|

|
The question
is not whether Lumsden can write poems but whether there are enough potential
readers that can grasp all that he is saying. He often indulges himself, to
perhaps an excessive degree, with metaphorthat is often obscure, and
sometimes a slight way off target.
In the initial poem, 'The Young', we get 'Chances dance off your wrists',
which I would say has cricketing connections, having fielded at slip and had
a misjudged catch strike me painfully in that region, but what of 'pockets
brim with scimitar thing' and 'each mistake a broken biscuit'? Is he going
for ersatz solutions for his metaphor needs, or are they direct substitutes
for what he wishes to convey?
There is no doubt that Roddy likes indulging himself. He can speak in plain
English if he wants to, as in 'Middleton' (which we are told is twinned with
Chandigarh and Port Augusta), but straight speaking comes as an anti-climax
after the shop-loaded
bric-a-brac messages of his more intricate pieces.

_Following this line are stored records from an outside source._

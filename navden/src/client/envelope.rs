//! Unwrapping of the backend's JSON response envelopes.
//!
//! Most endpoints answer `{"success": true, "<field>": ...}`. When the
//! simulator has not been created yet they answer `{"error": "...",
//! "<field>": null}` with a 200 status instead, and FastAPI errors come back
//! as `{"detail": "..."}` with a 4xx/5xx status.

use serde::de::DeserializeOwned;
use serde_json::Value;

use super::error::ClientError;

/// Decode a successful response body.
///
/// With `field = Some(name)` the payload is taken from that member of the
/// envelope; with `None` the whole body is the payload.
pub(super) fn decode<T: DeserializeOwned>(
    body: &[u8],
    field: Option<&str>,
) -> Result<T, ClientError> {
    let value: Value =
        serde_json::from_slice(body).map_err(|e| ClientError::JsonError(e.to_string()))?;

    if let Some(message) = not_initialized_message(&value) {
        return Err(ClientError::NotInitialized(message));
    }

    let payload = match field {
        Some(name) => value
            .get(name)
            .cloned()
            .ok_or_else(|| ClientError::JsonError(format!("missing field '{}'", name)))?,
        None => value,
    };

    serde_json::from_value(payload).map_err(|e| ClientError::JsonError(e.to_string()))
}

/// Extract a readable message from an error response body.
pub(super) fn error_detail(body: &[u8]) -> String {
    match serde_json::from_slice::<Value>(body) {
        Ok(value) => match value.get("detail") {
            Some(Value::String(detail)) => detail.clone(),
            Some(other) => other.to_string(),
            None => value.to_string(),
        },
        Err(_) => String::from_utf8_lossy(body).trim().to_string(),
    }
}

fn not_initialized_message(value: &Value) -> Option<String> {
    let succeeded = value.get("success").and_then(Value::as_bool).unwrap_or(false);
    if succeeded {
        return None;
    }
    value
        .get("error")
        .and_then(Value::as_str)
        .map(str::to_string)
}
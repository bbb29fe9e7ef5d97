//! Error types for the backend REST client.

use thiserror::Error;

/// Errors surfaced by [`BackendClient`](super::BackendClient) calls.
#[derive(Debug, Error)]
pub enum ClientError {
    /// The request never produced a response (connection refused, timeout, ...).
    #[error("HTTP request failed: {0}")]
    HttpError(String),

    /// The backend answered with a non-success status.
    #[error("Backend returned {status}: {detail}")]
    Status { status: u16, detail: String },

    /// The response body was not the JSON we expected.
    #[error("Failed to parse response: {0}")]
    JsonError(String),

    /// The backend has no simulator yet (no run has been started).
    #[error("Backend not ready: {0}")]
    NotInitialized(String),

    /// The request was rejected locally before being sent.
    #[error("Invalid request: {0}")]
    InvalidRequest(String),

    /// The configured base URL is unusable.
    #[error("Invalid backend URL '{0}'")]
    InvalidUrl(String),
}

impl ClientError {
    /// True when the error came from the backend being unreachable.
    pub fn is_unreachable(&self) -> bool {
        matches!(self, ClientError::HttpError(_))
    }
}

impl From<reqwest::Error> for ClientError {
    fn from(e: reqwest::Error) -> Self {
        ClientError::HttpError(e.to_string())
    }
}
//! Local guidance demo: a toy navigation loop that runs without a backend.
//!
//! Each tick advances a fixed timestep:
//!
//! ```text
//! guidance ──accel──► truth (Euler) ──► GPS read ±R ─┐
//!     │                                              ├─► blend ─► estimate
//!     └──accel──► IMU read ±Q ──► prediction (Euler) ┘
//! ```
//!
//! Inside the jamming window the GPS read is skipped and the estimate is the
//! pure IMU prediction. [`DemoRunner`] drives a [`DemoEngine`] from a tokio
//! interval and streams [`DemoFrame`]s to the dashboard.

mod config;
mod engine;
mod guidance;
mod noise;
mod runner;

pub use config::{default_waypoints, DemoConfig, DEFAULT_START};
pub use engine::{confidence_score, DemoEngine, DemoFrame};
pub use guidance::{Guidance, GuidanceOutput};
pub use noise::{NoiseSource, UniformNoise, ZeroNoise};
pub use runner::DemoRunner;

/// Fixed integration step in seconds.
pub const DEFAULT_DT: f64 = 0.05;

/// Guidance gain k.
pub const DEFAULT_GAIN: f64 = 4.0;

/// A waypoint counts as reached below this distance.
pub const DEFAULT_ARRIVAL_THRESHOLD: f64 = 5.0;

/// Correction blend K while GPS is available.
pub const DEFAULT_BLEND: f64 = 0.15;

/// Wall-clock interval between ticks.
pub const DEFAULT_TICK_MS: u64 = 50;

/// A run stops after this much simulated time even if waypoints remain.
///
/// Pursuit with a constant-magnitude command and no damping can orbit a
/// waypoint that was approached off-axis.
pub const DEFAULT_MAX_DURATION: f64 = 300.0;

/// Confidence never drops below this value.
pub const MIN_CONFIDENCE: f64 = 5.0;

/// Exponential decay rate of confidence per unit of drift.
pub const CONFIDENCE_DECAY: f64 = 0.05;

There are more recognisable descriptions that delight recognition just as
much without confounding, without being tugs-of-war half-way between metaphor
and telling lies. In the 'Dying Horse, Tyssen Road', for instance - 'How
still he is and coarse / with florin eyes'. And yet in the same poem he
mentions the 'bull's blood, penny toffee / taste of London Pride'. Now our
poet may know a lot more about poetry techniques than I do, but I certainly
know more about beer, and bull's blood would have to be pretty thin and pale
to be compared to Fuller's London Pride ale, though that drink is by no means
anaemic.
If you like thinking things through, judging choice of phrase, you'll like
this collection. If you also like variety, there is a wide range of subject
matter too. We've mentioned dead horses, well there's railway stations, and
microwaves, and waves towards dress designers, thinking of sex, a loving leap
into masturbation, Liberace, old Scottish words, Ludlow, and as if knowing my
doubts that not all readers will decipher his metaphors, Between The Penny
Dropping and the Penny Landing.
It's a book to dip into and pull out a plum or a prune or a fruit you've
never witnessed before, or is it a fruit at all? Taste it... ummgh!